Data extracted from a collection
◆ ◆ ◆

//! Client configuration, validated through [`ClientConfigBuilder`].

// self
use crate::{_prelude::*, error::ConfigError, retry::RetryPolicy};

/// Immutable client configuration.
///
/// Durations serialize as integer milliseconds so the struct can be read from the same
/// JSON/TOML documents that carry the surrounding application's environment settings.
#[derive(Clone, Debug, PartialEq, Eq, Serialize, Deserialize)]
#[serde(default)]
pub struct ClientConfig {
	/// Base URL every request path is joined onto.
	pub base_url: Url,
	/// Per-attempt timeout, body included, applied unless a request overrides it.
	#[serde(rename = "timeout_ms", with = "duration_ms")]
	pub timeout: Duration,
	/// Per-attempt timeout for uploads and downloads, body included.
	#[serde(rename = "transfer_timeout_ms", with = "duration_ms")]
	pub transfer_timeout: Duration,
	/// Retries allowed after the first failure.
	pub retry_attempts: u32,
	/// Delay before the first retry.
	#[serde(rename = "retry_base_delay_ms", with = "duration_ms")]
	pub retry_base_delay: Duration,
	/// Upper bound for any backoff delay.
	#[serde(rename = "retry_max_delay_ms", with = "duration_ms")]
	pub retry_max_delay: Duration,
	/// Randomizes backoff delays when enabled.
	pub retry_jitter: bool,
	/// Honors server Retry-After hints when enabled.
	pub respect_retry_after: bool,
	/// Statuses treated as transient.
	pub retryable_status_codes: BTreeSet<u16>,
	/// Path of the credential refresh endpoint.
	pub refresh_path: String,
	/// Path probed by health checks.
	pub health_path: String,
	/// Headers added to every request beneath per-request headers.
	pub default_headers: BTreeMap<String, String>,
	/// Optional `User-Agent` for the default transport.
	pub user_agent: Option<String>,
}
impl ClientConfig {
	/// Default per-dispatch timeout.
	pub const DEFAULT_TIMEOUT: Duration = Duration::from_millis(15_000);
	/// Default timeout for uploads and downloads.
	pub const DEFAULT_TRANSFER_TIMEOUT: Duration = Duration::from_secs(120);
	/// Default refresh endpoint.
	pub const DEFAULT_REFRESH_PATH: &str = "/auth/refresh";
	/// Default health endpoint.
	pub const DEFAULT_HEALTH_PATH: &str = "/health";

	/// Starts a builder for the provided base URL.
	pub fn builder(base_url: impl AsRef<str>) -> ClientConfigBuilder {
		ClientConfigBuilder::new(base_url)
	}

	/// Derives the retry policy described by this configuration.
	pub fn retry_policy(&self) -> RetryPolicy {
		RetryPolicy {
			max_attempts: self.retry_attempts,
			base_delay: self.retry_base_delay,
			max_delay: self.retry_max_delay,
			retryable_status_codes: self.retryable_status_codes.clone(),
			jitter: self.retry_jitter,
			respect_retry_after: self.respect_retry_after,
		}
	}

	/// Resolves `path` against the base URL.
	///
	/// Leading slashes are relative to the base path, so `/products` under
	/// `https://api.example.com/v1` resolves to `https://api.example.com/v1/products`.
	/// Absolute `http(s)` URLs pass through unchanged.
	pub fn resolve(&self, path: &str) -> Result<Url, ConfigError> {
		if let Ok(absolute) = Url::parse(path)
			&& matches!(absolute.scheme(), "http" | "https")
		{
			return Ok(absolute);
		}

		let mut base = self.base_url.clone();

		if !base.path().ends_with('/') {
			let with_slash = format!("{}/", base.path());

			base.set_path(&with_slash);
		}

		base.join(path.trim_start_matches('/'))
			.map_err(|source| ConfigError::InvalidPath { path: path.to_owned(), source })
	}

	/// Validates invariants for the configuration.
	pub fn validate(&self) -> Result<(), ConfigError> {
		if !matches!(self.base_url.scheme(), "http" | "https") {
			return Err(ConfigError::UnsupportedScheme { url: self.base_url.to_string() });
		}
		if self.base_url.cannot_be_a_base() {
			return Err(ConfigError::CannotBeABase { url: self.base_url.to_string() });
		}

		for (name, value) in &self.default_headers {
			if !is_valid_header(name, value) {
				return Err(ConfigError::InvalidHeader { name: name.clone() });
			}
		}

		Ok(())
	}
}
impl Default for ClientConfig {
	fn default() -> Self {
		let policy = RetryPolicy::default();

		Self {
			base_url: Url::parse("http://localhost/").expect("Static default base URL must parse."),
			timeout: Self::DEFAULT_TIMEOUT,
			transfer_timeout: Self::DEFAULT_TRANSFER_TIMEOUT,
			retry_attempts: policy.max_attempts,
			retry_base_delay: policy.base_delay,
			retry_max_delay: policy.max_delay,
			retry_jitter: policy.jitter,
			respect_retry_after: policy.respect_retry_after,
			retryable_status_codes: policy.retryable_status_codes,
			refresh_path: Self::DEFAULT_REFRESH_PATH.into(),
			health_path: Self::DEFAULT_HEALTH_PATH.into(),
			default_headers: BTreeMap::new(),
			user_agent: None,
		}
	}
}

/// Builder for [`ClientConfig`] values.
#[derive(Debug)]
pub struct ClientConfigBuilder {
	base_url: String,
	config: ClientConfig,
}
impl ClientConfigBuilder {
	/// Creates a builder seeded with defaults.
	pub fn new(base_url: impl AsRef<str>) -> Self {
		Self { base_url: base_url.as_ref().to_owned(), config: ClientConfig::default() }
	}

	/// Overrides the per-dispatch timeout.
	pub fn timeout(mut self, timeout: Duration) -> Self {
		self.config.timeout = timeout;

		self
	}

	/// Overrides the transfer timeout.
	pub fn transfer_timeout(mut self, timeout: Duration) -> Self {
		self.config.transfer_timeout = timeout;

		self
	}

	/// Overrides the retry budget.
	pub fn retry_attempts(mut self, attempts: u32) -> Self {
		self.config.retry_attempts = attempts;

		self
	}

	/// Overrides the base backoff delay.
	pub fn retry_base_delay(mut self, delay: Duration) -> Self {
		self.config.retry_base_delay = delay;

		self
	}

	/// Overrides the backoff cap.
	pub fn retry_max_delay(mut self, delay: Duration) -> Self {
		self.config.retry_max_delay = delay;

		self
	}

	/// Enables or disables backoff jitter.
	pub fn retry_jitter(mut self, enabled: bool) -> Self {
		self.config.retry_jitter = enabled;

		self
	}

	/// Enables or disables Retry-After handling.
	pub fn respect_retry_after(mut self, enabled: bool) -> Self {
		self.config.respect_retry_after = enabled;

		self
	}

	/// Replaces the transient status set.
	pub fn retryable_status_codes<I>(mut self, codes: I) -> Self
	where
		I: IntoIterator<Item = u16>,
	{
		self.config.retryable_status_codes = codes.into_iter().collect();

		self
	}

	/// Overrides the refresh endpoint path.
	pub fn refresh_path(mut self, path: impl Into<String>) -> Self {
		self.config.refresh_path = path.into();

		self
	}

	/// Overrides the health endpoint path.
	pub fn health_path(mut self, path: impl Into<String>) -> Self {
		self.config.health_path = path.into();

		self
	}

	/// Adds a header sent with every request.
	pub fn default_header(mut self, name: impl Into<String>, value: impl Into<String>) -> Self {
		self.config.default_headers.insert(name.into().to_ascii_lowercase(), value.into());

		self
	}

	/// Sets the `User-Agent` for the default transport.
	pub fn user_agent(mut self, user_agent: impl Into<String>) -> Self {
		self.config.user_agent = Some(user_agent.into());

		self
	}

	/// Consumes the builder and validates the resulting configuration.
	pub fn build(self) -> Result<ClientConfig, ConfigError> {
		let base_url =
			Url::parse(&self.base_url).map_err(|source| ConfigError::InvalidBaseUrl { source })?;
		let config = ClientConfig { base_url, ..self.config };

		config.validate()?;

		Ok(config)
	}
}

/// Returns `true` when `name` is an RFC 7230 token and `value` holds no control bytes.
pub(crate) fn is_valid_header(name: &str, value: &str) -> bool {
	const TOKEN_SPECIALS: &[u8] = b"!#$%&'*+-.^_`|~";

	!name.is_empty()
		&& name.bytes().all(|b| b.is_ascii_alphanumeric() || TOKEN_SPECIALS.contains(&b))
		&& value.bytes().all(|b| b == b'\t' || (b >= 0x20 && b != 0x7f))
}

mod duration_ms {
	// crates.io
	use serde::{Deserialize, Deserializer, Serializer};
	// self
	use crate::_prelude::Duration;

	pub fn serialize<S>(value: &Duration, serializer: S) -> Result<S::Ok, S::Error>
	where
		S: Serializer,
	{
		serializer.serialize_u64(u64::try_from(value.as_millis()).unwrap_or(u64::MAX))
	}

	pub fn deserialize<'de, D>(deserializer: D) -> Result<Duration, D::Error>
	where
		D: Deserializer<'de>,
	{
		u64::deserialize(deserializer).map(Duration::from_millis)
	}
}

◆ ◆ ◆

▸ ACTIVITY: Count up the lines above in which the word "enabled" appears, and give nothing but that count.

▸ ANSWER BOX: 6